Balancing U-type assembly lines with human–robot collaboration

Abstract

In this work, we consider a U-type assembly line balancing problem with human–robot collaboration (UALBP-HRC), in which the collaborative robot (cobot) can either parallelly process different tasks or collaboratively process the same task with workers. A mixed-integer programming (MIP) model is formulated and the objective is to minimize the cycle time for a given number of stations. We further propose an enhanced MIP (EMIP) model by incorporating enhancement strategies, including tight lower bound, upper bound and initial solution.
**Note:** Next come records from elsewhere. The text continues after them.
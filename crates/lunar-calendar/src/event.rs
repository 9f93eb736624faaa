//! Calendar events and their highlight categories.

use std::fmt;

use serde::{Deserialize, Serialize};

use crate::config::HighlightToggles;
use crate::date::AnyDate;

/// Category label attached to an official event.
#[derive(Debug, Clone, PartialEq, Eq, Hash, Serialize, Deserialize)]
#[serde(from = "String", into = "String")]
pub enum EventCategory {
    Afghanistan,
    Iran,
    AncientIran,
    IslamicIran,
    IslamicAfghanistan,
    Gregorian,
    Ad,
    /// User-added events.
    Personal,
    /// Any label outside the known set. Never highlighted.
    Other(String),
}

impl EventCategory {
    /// Whether an official event of this category is highlighted under `toggles`.
    ///
    /// "Islamic Afghanistan" needs both the Islamic and the Afghanistan toggle.
    pub fn is_highlighted(&self, toggles: &HighlightToggles) -> bool {
        match self {
            EventCategory::Afghanistan => toggles.afghanistan,
            EventCategory::Iran => toggles.iran,
            EventCategory::AncientIran => toggles.ancient_iran,
            EventCategory::IslamicIran => toggles.islamic,
            EventCategory::IslamicAfghanistan => toggles.islamic && toggles.afghanistan,
            EventCategory::Gregorian => toggles.gregorian,
            EventCategory::Ad => toggles.ad,
            EventCategory::Personal | EventCategory::Other(_) => false,
        }
    }

    pub fn label(&self) -> &str {
        match self {
            EventCategory::Afghanistan => "Afghanistan",
            EventCategory::Iran => "Iran",
            EventCategory::AncientIran => "Ancient Iran",
            EventCategory::IslamicIran => "Islamic Iran",
            EventCategory::IslamicAfghanistan => "Islamic Afghanistan",
            EventCategory::Gregorian => "Gregorian",
            EventCategory::Ad => "Ad",
            EventCategory::Personal => "Personal",
            EventCategory::Other(label) => label,
        }
    }
}

impl From<&str> for EventCategory {
    fn from(label: &str) -> Self {
        match label {
            "Afghanistan" => EventCategory::Afghanistan,
            "Iran" => EventCategory::Iran,
            "Ancient Iran" => EventCategory::AncientIran,
            "Islamic Iran" => EventCategory::IslamicIran,
            "Islamic Afghanistan" => EventCategory::IslamicAfghanistan,
            "Gregorian" => EventCategory::Gregorian,
            "Ad" => EventCategory::Ad,
            "Personal" => EventCategory::Personal,
            other => EventCategory::Other(other.to_string()),
        }
    }
}

impl From<String> for EventCategory {
    fn from(label: String) -> Self {
        EventCategory::from(label.as_str())
    }
}

impl From<EventCategory> for String {
    fn from(category: EventCategory) -> Self {
        category.label().to_string()
    }
}

impl fmt::Display for EventCategory {
    fn fmt(&self, f: &mut fmt::Formatter<'_>) -> fmt::Result {
        f.write_str(self.label())
    }
}

/// An event pinned to a date in exactly one calendar system.
///
/// Official events carry a recurring date (year -1); local events usually
/// carry a concrete year and only match that year.
#[derive(Debug, Clone, PartialEq, Serialize, Deserialize)]
pub struct CalendarEvent {
    pub date: AnyDate,
    pub title: String,
    #[serde(default)]
    pub description: String,
    pub category: EventCategory,
    #[serde(default)]
    pub holiday: bool,
    /// Commemorates a death anniversary.
    #[serde(default)]
    pub obit: bool,
}

impl CalendarEvent {
    /// A personal event with no description and no flags set.
    pub fn new(date: impl Into<AnyDate>, title: impl Into<String>) -> Self {
        Self {
            date: date.into(),
            title: title.into(),
            description: String::new(),
            category: EventCategory::Personal,
            holiday: false,
            obit: false,
        }
    }

    pub fn with_description(mut self, description: impl Into<String>) -> Self {
        self.description = description.into();
        self
    }

    pub fn with_category(mut self, category: EventCategory) -> Self {
        self.category = category;
        self
    }

    pub fn with_holiday(mut self, holiday: bool) -> Self {
        self.holiday = holiday;
        self
    }

    pub fn with_obit(mut self, obit: bool) -> Self {
        self.obit = obit;
        self
    }
}
//! Date conversion between the Islamic, Persian and civil calendars.
//!
//! Every conversion routes through the Julian Day Number (JDN), a plain day
//! count shared by all three systems. Islamic↔civil conversions take a signed
//! day `offset` modelling the observed lag or lead of the announced lunar month
//! start against the arithmetic calendar: `civil_to_islamic` adds it to the
//! JDN and `islamic_to_civil` subtracts it, so the two are exact inverses for
//! any fixed offset.

use crate::date::{AnyDate, CalendarDate, CalendarKind, CivilDate, IslamicDate, PersianDate};
use crate::error::{CalendarError, Result};

/// JDN of 1 Muharram 1 AH (Friday 16 July 622 Julian, 19 July 622 Gregorian).
pub const ISLAMIC_EPOCH: i64 = 1_948_440;

/// JDN of 1 Farvardin 1 AP.
pub const PERSIAN_EPOCH: i64 = 1_948_320;

/// JDN of 1 March of Gregorian year 0; the origin of the 400-year era math.
const CIVIL_MARCH_EPOCH: i64 = 1_721_120;

const DAYS_PER_400_YEARS: i64 = 146_097;
const DAYS_PER_30_ISLAMIC_YEARS: i64 = 10_631;
const DAYS_PER_33_PERSIAN_YEARS: i64 = 12_053;

/// Day of week for a JDN: 0 = Saturday, ..., 6 = Friday.
pub fn day_of_week(jdn: i64) -> u32 {
    (jdn + 2).rem_euclid(7) as u32
}

fn year_from(kind: CalendarKind, year: i64, month: i64, day: i64) -> Result<i32> {
    i32::try_from(year).map_err(|_| CalendarError::OutOfRange {
        calendar: kind,
        year: if year < 0 { i32::MIN } else { i32::MAX },
        month: month as u32,
        day: day as u32,
    })
}

// ---------------------------------------------------------------------------
// JDN arithmetic
// ---------------------------------------------------------------------------

/// JDN of a proleptic Gregorian date.
pub fn civil_to_jdn(year: i32, month: u32, day: u32) -> i64 {
    let y = i64::from(year) - i64::from(month <= 2);
    let era = y.div_euclid(400);
    let yoe = y - era * 400;
    // Months counted from March so the leap day falls at the end of the year.
    let mp = (i64::from(month) + 9) % 12;
    let doy = (153 * mp + 2) / 5 + i64::from(day) - 1;
    let doe = yoe * 365 + yoe / 4 - yoe / 100 + doy;
    era * DAYS_PER_400_YEARS + doe + CIVIL_MARCH_EPOCH
}

/// Proleptic Gregorian date of a JDN.
pub fn jdn_to_civil(jdn: i64) -> Result<CivilDate> {
    let z = jdn - CIVIL_MARCH_EPOCH;
    let era = z.div_euclid(DAYS_PER_400_YEARS);
    let doe = z - era * DAYS_PER_400_YEARS;
    let yoe = (doe - doe / 1460 + doe / 36524 - doe / 146_096) / 365;
    let doy = doe - (365 * yoe + yoe / 4 - yoe / 100);
    let mp = (5 * doy + 2) / 153;
    let day = doy - (153 * mp + 2) / 5 + 1;
    let month = if mp < 10 { mp + 3 } else { mp - 9 };
    let year = yoe + era * 400 + i64::from(month <= 2);
    let year = year_from(CalendarKind::Civil, year, month, day)?;
    CivilDate::new(year, month as u32, day as u32)
}

/// JDN of a tabular Islamic date.
pub fn islamic_to_jdn(year: i32, month: u32, day: u32) -> i64 {
    islamic_new_year(i64::from(year)) + (59 * (i64::from(month) - 1) + 1) / 2 + i64::from(day) - 1
}

/// JDN of 1 Muharram of `year`. Takes `i64` so year searches may step past
/// the `i32` range.
fn islamic_new_year(year: i64) -> i64 {
    (year - 1) * 354 + (3 + 11 * year).div_euclid(30) + ISLAMIC_EPOCH
}

/// Tabular Islamic date of a JDN.
pub fn jdn_to_islamic(jdn: i64) -> Result<IslamicDate> {
    let mut year = (30 * (jdn - ISLAMIC_EPOCH) + 10646).div_euclid(DAYS_PER_30_ISLAMIC_YEARS);
    while islamic_new_year(year + 1) <= jdn {
        year += 1;
    }
    while islamic_new_year(year) > jdn {
        year -= 1;
    }
    let doy = jdn - islamic_new_year(year);
    let month = ((2 * doy) / 59 + 1).min(12);
    let year = year_from(CalendarKind::Islamic, year, month, 1)?;
    let day = jdn - islamic_to_jdn(year, month as u32, 1) + 1;
    IslamicDate::new(year, month as u32, day as u32)
}

/// JDN of a Persian date.
pub fn persian_to_jdn(year: i32, month: u32, day: u32) -> i64 {
    let m = i64::from(month);
    let month_offset = if m <= 7 { 31 * (m - 1) } else { 30 * (m - 1) + 6 };
    persian_new_year(i64::from(year)) + month_offset + i64::from(day) - 1
}

/// JDN of 1 Farvardin of `year`.
fn persian_new_year(year: i64) -> i64 {
    PERSIAN_EPOCH + 365 * (year - 1) + (8 * year + 21).div_euclid(33)
}

/// Persian date of a JDN.
pub fn jdn_to_persian(jdn: i64) -> Result<PersianDate> {
    let mut year = (33 * (jdn - PERSIAN_EPOCH) + 3).div_euclid(DAYS_PER_33_PERSIAN_YEARS) + 1;
    while persian_new_year(year + 1) <= jdn {
        year += 1;
    }
    while persian_new_year(year) > jdn {
        year -= 1;
    }
    let doy = jdn - persian_new_year(year);
    let month = if doy < 186 { doy / 31 + 1 } else { (doy - 6) / 30 + 1 };
    let year = year_from(CalendarKind::Persian, year, month, 1)?;
    let day = jdn - persian_to_jdn(year, month as u32, 1) + 1;
    PersianDate::new(year, month as u32, day as u32)
}

// ---------------------------------------------------------------------------
// Pairwise conversions
// ---------------------------------------------------------------------------

/// Convert an Islamic date to civil, undoing the observational `offset`.
pub fn islamic_to_civil(date: &IslamicDate, offset: i32) -> Result<CivilDate> {
    jdn_to_civil(date.to_jdn() - i64::from(offset))
}

/// Convert a civil date to Islamic, applying the observational `offset`.
pub fn civil_to_islamic(date: &CivilDate, offset: i32) -> Result<IslamicDate> {
    jdn_to_islamic(date.to_jdn() + i64::from(offset))
}

pub fn persian_to_civil(date: &PersianDate) -> Result<CivilDate> {
    jdn_to_civil(date.to_jdn())
}

pub fn civil_to_persian(date: &CivilDate) -> Result<PersianDate> {
    jdn_to_persian(date.to_jdn())
}

pub fn islamic_to_persian(date: &IslamicDate) -> Result<PersianDate> {
    jdn_to_persian(date.to_jdn())
}

pub fn persian_to_islamic(date: &PersianDate) -> Result<IslamicDate> {
    jdn_to_islamic(date.to_jdn())
}

/// Convert a date of any system into `target`.
///
/// `offset` applies when exactly one side of the conversion is Islamic, in the
/// same direction as [`civil_to_islamic`] / [`islamic_to_civil`].
pub fn convert(date: AnyDate, target: CalendarKind, offset: i32) -> Result<AnyDate> {
    let shift = |kind: CalendarKind| match kind {
        CalendarKind::Islamic => i64::from(offset),
        _ => 0,
    };
    // Move into the "observed" day count of the source, then out of the target's.
    let jdn = match date {
        AnyDate::Islamic(d) => d.to_jdn() - shift(CalendarKind::Islamic),
        AnyDate::Persian(d) => d.to_jdn(),
        AnyDate::Civil(d) => d.to_jdn(),
    } + shift(target);

    Ok(match target {
        CalendarKind::Islamic => AnyDate::Islamic(jdn_to_islamic(jdn)?),
        CalendarKind::Persian => AnyDate::Persian(jdn_to_persian(jdn)?),
        CalendarKind::Civil => AnyDate::Civil(jdn_to_civil(jdn)?),
    })
}

#[cfg(test)]
mod tests {
    use super::*;

    #[test]
    fn epochs_land_on_expected_civil_dates() {
        assert_eq!(
            jdn_to_civil(ISLAMIC_EPOCH).unwrap(),
            CivilDate::new(622, 7, 19).unwrap()
        );
        assert_eq!(
            jdn_to_civil(PERSIAN_EPOCH).unwrap(),
            CivilDate::new(622, 3, 21).unwrap()
        );
    }

    #[test]
    fn islamic_epoch_is_a_friday() {
        assert_eq!(day_of_week(ISLAMIC_EPOCH), 6);
    }

    #[test]
    fn convert_to_same_kind_is_identity() {
        let d = AnyDate::Islamic(IslamicDate::new(1445, 9, 1).unwrap());
        assert_eq!(convert(d, CalendarKind::Islamic, 2).unwrap(), d);
    }
}
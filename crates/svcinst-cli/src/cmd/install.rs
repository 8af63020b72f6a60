use crate::context::Context;
use crate::output::print_json;
use anyhow::Context as _;
use svcinst_core::service::Service;
use svcinst_core::simple::SimpleService;

pub fn run(ctx: &Context, service: &str, instance: Option<&str>, json: bool) -> anyhow::Result<()> {
    let identity = ctx.config.identity_for(service)?;
    let store = ctx.open_store()?;
    let manager = ctx.service_manager();

    // Progress lines would corrupt the JSON document on stdout
    let mut svc = Service::new(&identity, &store, &manager);
    if json {
        svc = svc.with_output(Box::new(std::io::stderr()));
    }

    let mut installer = SimpleService::new(svc);
    if let Some(instance) = instance {
        installer = installer.with_instance(instance);
    }
    installer
        .create_instance()
        .with_context(|| format!("failed to install {service}"))?;

    if json {
        print_json(&serde_json::json!({
            "service": service,
            "instance": instance,
            "installed": true,
        }))?;
    }
    Ok(())
}
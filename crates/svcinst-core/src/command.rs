//! Subprocess invocation for service-manager commands.
//!
//! Every external command the installer runs goes through [`CommandRunner`],
//! so backends can be exercised with scripted runners in tests.

use std::path::{Path, PathBuf};
use std::process::{Command, Stdio};

use crate::error::{InstallError, Result};

/// Captured result of a finished command.
#[derive(Debug, Clone, Default, PartialEq, Eq)]
pub struct CommandOutput {
    pub status: i32,
    pub stdout: String,
    pub stderr: String,
}

impl CommandOutput {
    pub fn success(&self) -> bool {
        self.status == 0
    }
}

pub trait CommandRunner {
    /// Run `program` with `args` and capture its output.
    ///
    /// A non-zero exit status is reported in the output, not as an error;
    /// only a failure to spawn is an `Err`.
    fn output(&self, program: &Path, args: &[&str]) -> Result<CommandOutput>;

    /// Run and require a zero exit status.
    fn run(&self, program: &Path, args: &[&str]) -> Result<CommandOutput> {
        let out = self.output(program, args)?;
        if !out.success() {
            return Err(InstallError::CommandFailed {
                command: render(program, args),
                status: out.status,
                stderr: out.stderr.trim().chars().take(500).collect(),
            });
        }
        Ok(out)
    }
}

/// Runs commands with `std::process`.
#[derive(Debug, Clone, Copy, Default)]
pub struct ProcessRunner;

impl CommandRunner for ProcessRunner {
    fn output(&self, program: &Path, args: &[&str]) -> Result<CommandOutput> {
        tracing::debug!(command = %render(program, args), "running");
        let output = Command::new(program)
            .args(args)
            .stdin(Stdio::null())
            .output()
            .map_err(|e| InstallError::CommandSpawn {
                program: program.display().to_string(),
                reason: e.to_string(),
            })?;

        Ok(CommandOutput {
            // Killed by a signal: no exit code
            status: output.status.code().unwrap_or(-1),
            stdout: String::from_utf8_lossy(&output.stdout).into_owned(),
            stderr: String::from_utf8_lossy(&output.stderr).into_owned(),
        })
    }
}

/// Locate `name` on `PATH`, falling back to `fallback_dir/name`.
pub fn locate(name: &str, fallback_dir: &str) -> PathBuf {
    which::which(name).unwrap_or_else(|_| Path::new(fallback_dir).join(name))
}

pub(crate) fn render(program: &Path, args: &[&str]) -> String {
    let mut s = program.display().to_string();
    for a in args {
        s.push(' ');
        s.push_str(a);
    }
    s
}
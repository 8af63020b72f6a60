use crate::output::{print_json, print_table};
use svcinst_core::registry::SERVICE_ORDER;

pub fn run(json: bool) -> anyhow::Result<()> {
    if json {
        return print_json(&SERVICE_ORDER);
    }

    let rows = SERVICE_ORDER
        .iter()
        .map(|s| {
            vec![
                s.start_order.to_string(),
                s.name.to_string(),
                s.daemon.to_string(),
            ]
        })
        .collect();
    print_table(&["ORDER", "SERVICE", "DAEMON"], rows);
    Ok(())
}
To the best of our knowledge, this study is among the first attempts to address the UALBP-HRC in which both parallel and collaborative tasks are allowed. Due to the NP-hardness of the problem, a simulated annealing algorithm with enhanced search procedure (ESA) is developed to effectively solve the problem. The model functionalities and algorithm effectiveness are evaluated by adapted standard datasets and real case studies. The experimental results show that EMIP outperforms MIP and ESA finds promising solutions compared to MIP, EMIP, simulated annealing algorithm (SA) and genetic algorithm (GA). The comparisons between UALBP-HRC and straight assembly line balancing problem with human–robot collaboration (ALBP-HRC) are also conducted and the managerial insights are concluded.